:: GOAL OF THE EXERCISE ::
From the line containing "let padding = match" down to the line containing "if let Some(handler)" in the records below, reproduce every line exactly, ends included, and omit all others.

(Recorded data)

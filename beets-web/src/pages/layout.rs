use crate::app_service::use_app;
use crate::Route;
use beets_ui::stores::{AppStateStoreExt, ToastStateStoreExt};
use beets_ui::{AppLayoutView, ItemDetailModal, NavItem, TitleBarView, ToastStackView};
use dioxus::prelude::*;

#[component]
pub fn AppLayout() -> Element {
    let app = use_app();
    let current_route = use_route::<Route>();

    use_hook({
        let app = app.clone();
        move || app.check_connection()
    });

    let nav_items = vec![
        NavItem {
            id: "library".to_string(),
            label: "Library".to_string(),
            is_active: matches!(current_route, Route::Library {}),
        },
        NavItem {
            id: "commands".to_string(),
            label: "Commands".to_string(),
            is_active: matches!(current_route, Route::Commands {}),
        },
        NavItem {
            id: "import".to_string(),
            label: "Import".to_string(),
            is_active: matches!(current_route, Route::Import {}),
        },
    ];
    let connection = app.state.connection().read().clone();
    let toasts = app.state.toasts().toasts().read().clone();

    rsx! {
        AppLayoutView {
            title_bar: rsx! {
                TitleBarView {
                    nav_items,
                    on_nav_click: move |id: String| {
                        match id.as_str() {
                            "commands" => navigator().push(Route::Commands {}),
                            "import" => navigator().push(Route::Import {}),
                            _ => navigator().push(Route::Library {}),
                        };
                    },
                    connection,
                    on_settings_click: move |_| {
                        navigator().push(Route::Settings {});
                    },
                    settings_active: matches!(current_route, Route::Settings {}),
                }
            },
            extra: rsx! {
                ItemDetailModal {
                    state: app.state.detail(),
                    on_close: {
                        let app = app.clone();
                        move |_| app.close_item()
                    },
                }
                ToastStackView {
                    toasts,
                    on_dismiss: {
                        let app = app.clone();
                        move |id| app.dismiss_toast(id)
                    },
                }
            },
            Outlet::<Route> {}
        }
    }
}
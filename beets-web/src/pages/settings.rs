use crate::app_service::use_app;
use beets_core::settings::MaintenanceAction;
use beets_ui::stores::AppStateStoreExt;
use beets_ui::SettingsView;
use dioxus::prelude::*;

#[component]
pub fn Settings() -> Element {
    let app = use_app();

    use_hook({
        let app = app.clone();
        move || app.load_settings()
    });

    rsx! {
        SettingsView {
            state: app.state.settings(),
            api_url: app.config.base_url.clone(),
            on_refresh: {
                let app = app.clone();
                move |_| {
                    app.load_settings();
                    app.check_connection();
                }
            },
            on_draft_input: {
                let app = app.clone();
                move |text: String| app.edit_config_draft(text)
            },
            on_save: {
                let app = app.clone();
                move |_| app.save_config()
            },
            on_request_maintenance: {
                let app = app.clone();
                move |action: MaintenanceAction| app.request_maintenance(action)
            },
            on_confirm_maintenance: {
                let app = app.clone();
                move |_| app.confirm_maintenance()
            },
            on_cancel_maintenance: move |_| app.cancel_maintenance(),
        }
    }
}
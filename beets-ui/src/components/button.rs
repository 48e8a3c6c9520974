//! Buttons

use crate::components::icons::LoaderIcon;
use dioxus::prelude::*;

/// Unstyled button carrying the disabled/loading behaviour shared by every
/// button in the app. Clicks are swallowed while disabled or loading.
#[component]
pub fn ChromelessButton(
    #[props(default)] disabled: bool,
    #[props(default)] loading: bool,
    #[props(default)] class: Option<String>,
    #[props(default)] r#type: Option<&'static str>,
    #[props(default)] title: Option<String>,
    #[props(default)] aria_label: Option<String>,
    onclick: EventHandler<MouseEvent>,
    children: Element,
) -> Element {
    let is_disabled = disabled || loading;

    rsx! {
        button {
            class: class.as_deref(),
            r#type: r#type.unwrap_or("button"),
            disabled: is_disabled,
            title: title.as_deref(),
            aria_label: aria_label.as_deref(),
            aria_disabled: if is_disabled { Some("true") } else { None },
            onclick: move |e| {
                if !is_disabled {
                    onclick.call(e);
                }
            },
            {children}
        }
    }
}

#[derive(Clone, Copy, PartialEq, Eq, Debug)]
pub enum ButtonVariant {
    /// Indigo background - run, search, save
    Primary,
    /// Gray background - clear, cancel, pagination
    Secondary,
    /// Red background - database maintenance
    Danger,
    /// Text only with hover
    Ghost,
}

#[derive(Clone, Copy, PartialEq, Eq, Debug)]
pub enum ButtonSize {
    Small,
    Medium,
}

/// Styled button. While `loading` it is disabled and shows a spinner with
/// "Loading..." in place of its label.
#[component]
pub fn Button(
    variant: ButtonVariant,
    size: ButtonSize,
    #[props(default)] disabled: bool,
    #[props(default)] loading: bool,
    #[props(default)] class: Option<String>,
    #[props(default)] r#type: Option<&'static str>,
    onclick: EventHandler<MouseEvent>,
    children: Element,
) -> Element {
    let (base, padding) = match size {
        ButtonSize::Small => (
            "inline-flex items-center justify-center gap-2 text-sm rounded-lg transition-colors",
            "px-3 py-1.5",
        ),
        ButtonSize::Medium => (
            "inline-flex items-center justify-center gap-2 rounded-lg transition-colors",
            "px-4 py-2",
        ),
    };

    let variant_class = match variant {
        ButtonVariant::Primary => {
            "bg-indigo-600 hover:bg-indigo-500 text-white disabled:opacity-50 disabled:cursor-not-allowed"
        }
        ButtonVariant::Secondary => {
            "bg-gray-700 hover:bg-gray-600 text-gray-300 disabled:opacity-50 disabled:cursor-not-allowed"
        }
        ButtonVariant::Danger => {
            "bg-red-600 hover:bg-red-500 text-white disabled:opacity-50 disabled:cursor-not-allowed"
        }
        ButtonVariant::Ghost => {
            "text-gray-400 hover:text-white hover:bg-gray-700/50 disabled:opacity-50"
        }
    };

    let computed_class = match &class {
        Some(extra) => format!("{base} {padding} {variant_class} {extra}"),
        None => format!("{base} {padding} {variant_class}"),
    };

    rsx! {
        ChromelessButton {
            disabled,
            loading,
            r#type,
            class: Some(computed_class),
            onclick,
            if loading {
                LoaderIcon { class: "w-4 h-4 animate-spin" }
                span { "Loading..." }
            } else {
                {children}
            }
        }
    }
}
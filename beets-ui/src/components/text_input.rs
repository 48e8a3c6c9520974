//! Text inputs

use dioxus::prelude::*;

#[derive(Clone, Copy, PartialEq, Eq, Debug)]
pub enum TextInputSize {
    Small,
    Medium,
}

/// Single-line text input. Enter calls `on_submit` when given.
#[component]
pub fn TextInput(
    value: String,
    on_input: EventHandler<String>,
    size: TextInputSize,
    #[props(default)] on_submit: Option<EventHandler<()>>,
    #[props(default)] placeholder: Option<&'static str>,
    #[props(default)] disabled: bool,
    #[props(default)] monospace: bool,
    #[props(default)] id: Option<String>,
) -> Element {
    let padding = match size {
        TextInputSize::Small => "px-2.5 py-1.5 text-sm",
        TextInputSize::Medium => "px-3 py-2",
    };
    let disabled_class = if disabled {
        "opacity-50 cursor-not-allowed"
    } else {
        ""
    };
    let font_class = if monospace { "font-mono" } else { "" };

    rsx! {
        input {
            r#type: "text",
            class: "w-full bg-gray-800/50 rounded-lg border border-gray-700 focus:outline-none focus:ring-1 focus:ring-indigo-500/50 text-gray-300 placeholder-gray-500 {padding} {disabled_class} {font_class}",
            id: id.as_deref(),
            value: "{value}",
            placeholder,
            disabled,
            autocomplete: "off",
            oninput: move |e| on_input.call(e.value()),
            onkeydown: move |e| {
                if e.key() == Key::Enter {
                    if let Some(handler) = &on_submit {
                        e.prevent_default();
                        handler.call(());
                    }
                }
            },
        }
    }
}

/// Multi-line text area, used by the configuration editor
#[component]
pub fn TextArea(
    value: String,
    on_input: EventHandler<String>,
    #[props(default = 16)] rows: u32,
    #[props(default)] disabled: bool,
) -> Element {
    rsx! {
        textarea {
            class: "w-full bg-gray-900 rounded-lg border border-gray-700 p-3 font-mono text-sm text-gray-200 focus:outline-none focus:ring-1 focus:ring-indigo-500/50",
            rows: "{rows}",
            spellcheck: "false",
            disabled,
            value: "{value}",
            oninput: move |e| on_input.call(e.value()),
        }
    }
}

:: RESPONSE TO THE EXERCISE ::
    let padding = match size {
        TextInputSize::Small => "px-2.5 py-1.5 text-sm",
        TextInputSize::Medium => "px-3 py-2",
    };
    let disabled_class = if disabled {
        "opacity-50 cursor-not-allowed"
    } else {
        ""
    };
    let font_class = if monospace { "font-mono" } else { "" };

    rsx! {
        input {
            r#type: "text",
            class: "w-full bg-gray-800/50 rounded-lg border border-gray-700 focus:outline-none focus:ring-1 focus:ring-indigo-500/50 text-gray-300 placeholder-gray-500 {padding} {disabled_class} {font_class}",
            id: id.as_deref(),
            value: "{value}",
            placeholder,
            disabled,
            autocomplete: "off",
            oninput: move |e| on_input.call(e.value()),
            onkeydown: move |e| {
                if e.key() == Key::Enter {
                    if let Some(handler) = &on_submit {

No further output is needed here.